The reduction of proinflammatory cytokines, chemokines, and adhesion molecules related to capsaicin activity seem to involve pathways not mediated by TRPV1. Capsaicin is also an agonist of the peroxisome proliferator-activated receptor (PPAR), especially of PPAR-γ 1415195354. PPAR-γ is part of the nuclear hormone receptor superfamily and expressed in epithelial cells, macrophages and lymphocytes, and other immune cells and plays an essential role in the homeostasis of the intestinal mucosa 15. PPAR γ regulates colon inflammation, as demonstrated by animal and clinical studies 55. To exert its action, PPAR-γ binds another nuclear receptor such as retinoid X receptor (RXR)-α, forming a heterodimer that binds to PPAR response elements (PPRE) in DNA 5356. As a result of PPAR γ action, the expression of proteins codified by the target genes will be up or downregulated 57. PPAR-γ can also regulate gene expression by interacting with other transcription factors such as activator protein (AP)-1, STAT (signal transducers and activators of transcription), and NF-κB, all factors that also regulate gene expression 57 (Figure 2).

Although there are no specific studies with IBD patients or colitis models, the participation of PPARγ in the capsaicin actions was confirmed by studies with macrophages cell line (RAW) that do not express TRPV1. In this cell line, capsaicin inhibited the lipopolysaccharide (LPS) induced production of pro-inflammatory cytokines (TNF, IL-6, and IL-1β). The mechanism was dependent on PPARγ since a PPARγ agonist intensified the cytokine inhibition, and PPARγ antagonist reverts the inhibition caused by capsaicin 53. The anti-inflammatory effect of capsaicin is possibly the consequence of PPARγ interaction with the transcription factor NF-κB. The NF-κB is closely related to the production of inflammatory cytokines, and it is the primary target for PPAR-γ to suppress inflammatory cytokine production 57 (Figure 2).

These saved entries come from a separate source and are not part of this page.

use std::collections::{BTreeMap, HashMap};
use std::path::PathBuf;
use std::sync::atomic::{AtomicBool, AtomicUsize, Ordering};
use std::sync::{Arc, Mutex};

use async_trait::async_trait;
use bytes::{Bytes, BytesMut};
use tempfile::TempDir;
use tokio::io::AsyncWriteExt;
use tokio::net::TcpListener;
use tokio::sync::mpsc;
use tokio::task::JoinHandle;

use crate::checks::{ExpvarInstance, RemoteConfigSource};
use crate::metrics::ServiceMetrics;
use crate::proxy::fastcgi::{self, END_REQUEST, PARAMS, STDIN, STDOUT};
use crate::registry::ServiceRegistry;
use crate::reload::AgentReloader;
use crate::sync::{CheckKind, CheckSynchronizer, ContentHashStore, EVENT_CHANNEL_CAPACITY};
use crate::types::{ChangeEvent, ServiceRecord, Snapshot};
use crate::{AppError, Result};

/// A service whose id is its name.
pub fn service(name: &str, address: &str, port: u16, tags: &[&str]) -> ServiceRecord {
    ServiceRecord {
        id: name.to_string(),
        name: name.to_string(),
        address: address.to_string(),
        port,
        tags: tags.iter().map(|t| t.to_string()).collect(),
    }
}

pub fn snapshot(services: Vec<ServiceRecord>) -> Snapshot {
    services.into_iter().collect()
}

pub fn expvar_instance(url: &str) -> ExpvarInstance {
    ExpvarInstance {
        expvar_url: url.to_string(),
        tags: vec!["project:test".to_string()],
        metrics: vec![BTreeMap::from([("path".to_string(), "requests".to_string())])],
    }
}

/// Temp config directory plus the shared pieces a synchronizer needs.
pub struct TestContext {
    pub _dir: TempDir, // Kept so the directory outlives the context
    pub hashes: Arc<ContentHashStore>,
    pub metrics: Arc<ServiceMetrics>,
    pub events_tx: mpsc::Sender<ChangeEvent>,
    pub events_rx: mpsc::Receiver<ChangeEvent>,
}

impl TestContext {
    pub fn new() -> Self {
        Self::with_event_capacity(EVENT_CHANNEL_CAPACITY)
    }

    pub fn with_event_capacity(capacity: usize) -> Self {
        let dir = tempfile::tempdir().expect("Failed to create temp dir");
        let (events_tx, events_rx) = mpsc::channel(capacity);
        Self {
            _dir: dir,
            hashes: Arc::new(ContentHashStore::new()),
            metrics: Arc::new(ServiceMetrics::new()),
            events_tx,
            events_rx,
        }
    }

    pub fn path(&self, file: &str) -> PathBuf {
        self._dir.path().join(file)
    }

    pub fn synchronizer<K: CheckKind>(&self, kind: K, file: &str) -> CheckSynchronizer<K> {
        CheckSynchronizer::new(
            kind,
            self.path(file),
            self.hashes.clone(),
            self.events_tx.clone(),
            self.metrics.clone(),
        )
    }
}

/// Registry returning a fixed snapshot, or an error while `failing` is set.
pub struct StaticRegistry {
    snapshot: Mutex<Snapshot>,
    failing: AtomicBool,
}

impl StaticRegistry {
    pub fn new(snapshot: Snapshot) -> Self {
        Self {
            snapshot: Mutex::new(snapshot),
            failing: AtomicBool::new(false),
        }
    }

    pub fn set_failing(&self, failing: bool) {
        self.failing.store(failing, Ordering::SeqCst);
    }
}

#[async_trait]
impl ServiceRegistry for StaticRegistry {
    async fn list_services(&self) -> Result<Snapshot> {
        if self.failing.load(Ordering::SeqCst) {
            return Err(AppError::Registry("registry unavailable".to_string()));
        }
        Ok(self.snapshot.lock().unwrap().clone())
    }

    async fn node_name(&self) -> Result<String> {
        Ok("test-node".to_string())
    }
}

pub struct RecordingReloader {
    calls: AtomicUsize,
    fail: bool,
}

impl RecordingReloader {
    pub fn new() -> Self {
        Self {
            calls: AtomicUsize::new(0),
            fail: false,
        }
    }

    pub fn failing() -> Self {
        Self {
            calls: AtomicUsize::new(0),
            fail: true,
        }
    }

    pub fn calls(&self) -> usize {
        self.calls.load(Ordering::SeqCst)
    }
}

#[async_trait]
impl AgentReloader for RecordingReloader {
    async fn reload(&self) -> Result<()> {
        self.calls.fetch_add(1, Ordering::SeqCst);
        if self.fail {
            return Err(AppError::Reload("reload command exited with 1".to_string()));
        }
        Ok(())
    }
}

/// In-memory self-description endpoints with per-URL call counts.
#[derive(Default)]
pub struct FakeConfigSource {
    responses: HashMap<String, ExpvarInstance>,
    failing: Vec<String>,
    failing_once: Vec<String>,
    calls: Mutex<HashMap<String, usize>>,
}

impl FakeConfigSource {
    pub fn new() -> Self {
        Self::default()
    }

    pub fn with(mut self, url: &str, instance: ExpvarInstance) -> Self {
        self.responses.insert(url.to_string(), instance);
        self
    }

    pub fn failing(mut self, url: &str) -> Self {
        self.failing.push(url.to_string());
        self
    }

    /// Fails the first lookup of `url`, then answers normally.
    pub fn failing_once(mut self, url: &str) -> Self {
        self.failing_once.push(url.to_string());
        self
    }

    pub fn calls(&self, url: &str) -> usize {
        self.calls.lock().unwrap().get(url).copied().unwrap_or(0)
    }
}

#[async_trait]
impl RemoteConfigSource for FakeConfigSource {
    async fn fetch(&self, url: &str) -> Result<ExpvarInstance> {
        let call = {
            let mut calls = self.calls.lock().unwrap();
            let count = calls.entry(url.to_string()).or_insert(0);
            *count += 1;
            *count
        };

        let fail_now = call == 1 && self.failing_once.iter().any(|u| u == url);
        if fail_now || self.failing.iter().any(|u| u == url) {
            return Err(AppError::Enrichment(format!("{} returned 503", url)));
        }
        self.responses
            .get(url)
            .cloned()
            .ok_or_else(|| AppError::Enrichment(format!("{} returned 404", url)))
    }
}

/// Decodes a FastCGI name-value pair stream.
pub fn decode_params(mut buf: Bytes) -> HashMap<String, String> {
    let mut params = HashMap::new();
    while !buf.is_empty() {
        let name_len = fastcgi::read_length(&mut buf).unwrap();
        let value_len = fastcgi::read_length(&mut buf).unwrap();
        let name = buf.split_to(name_len);
        let value = buf.split_to(value_len);
        params.insert(
            String::from_utf8(name.to_vec()).unwrap(),
            String::from_utf8(value.to_vec()).unwrap(),
        );
    }
    params
}

/// One-shot FastCGI responder on a random port. Answers the first request
/// with `stdout` and yields the params it was sent.
pub async fn spawn_fastcgi_responder(
    stdout: &'static [u8],
) -> (u16, JoinHandle<HashMap<String, String>>) {
    let listener = TcpListener::bind("127.0.0.1:0").await.unwrap();
    let port = listener.local_addr().unwrap().port();

    let handle = tokio::spawn(async move {
        let (mut stream, _) = listener.accept().await.unwrap();

        let mut params = BytesMut::new();
        loop {
            let (kind, content) = fastcgi::read_record(&mut stream).await.unwrap();
            match kind {
                PARAMS => params.extend_from_slice(&content),
                STDIN if content.is_empty() => break,
                _ => {}
            }
        }

        let mut reply = BytesMut::new();
        fastcgi::put_record(&mut reply, STDOUT, stdout);
        fastcgi::put_record(&mut reply, STDOUT, &[]);
        fastcgi::put_record(&mut reply, END_REQUEST, &[0u8; 8]);
        stream.write_all(&reply).await.unwrap();
        stream.flush().await.unwrap();

        decode_params(params.freeze())
    });

    (port, handle)
}
use crate::types::ContentHash;

/// The only digest used for config documents, both for what is on disk and
/// for what was just rendered.
pub struct ContentHasher;

impl ContentHasher {
    pub fn hash(content: &[u8]) -> ContentHash {
        ContentHash::from_hex(blake3::hash(content).to_hex().to_string())
    }

    pub fn is_changed(old_hash: Option<&ContentHash>, new_hash: &ContentHash) -> bool {
        match old_hash {
            Some(old) => old != new_hash,
            None => true,
        }
    }
}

In conclusion, studies suggest that capsaicin containing foods unlikely aggravate the symptoms or the severity of inflammatory bowel diseases. On the opposite, some studies in animal models show promising results with the use of capsaicin in the control of intestinal inflammation by a mechanism that could involve not only the TRPV1 receptor but also PPARγ. However, clinical studies are still scarce, and data regarding capsaicin concentrations, routes of administration, and long-term side-effects need to be better understood before its use.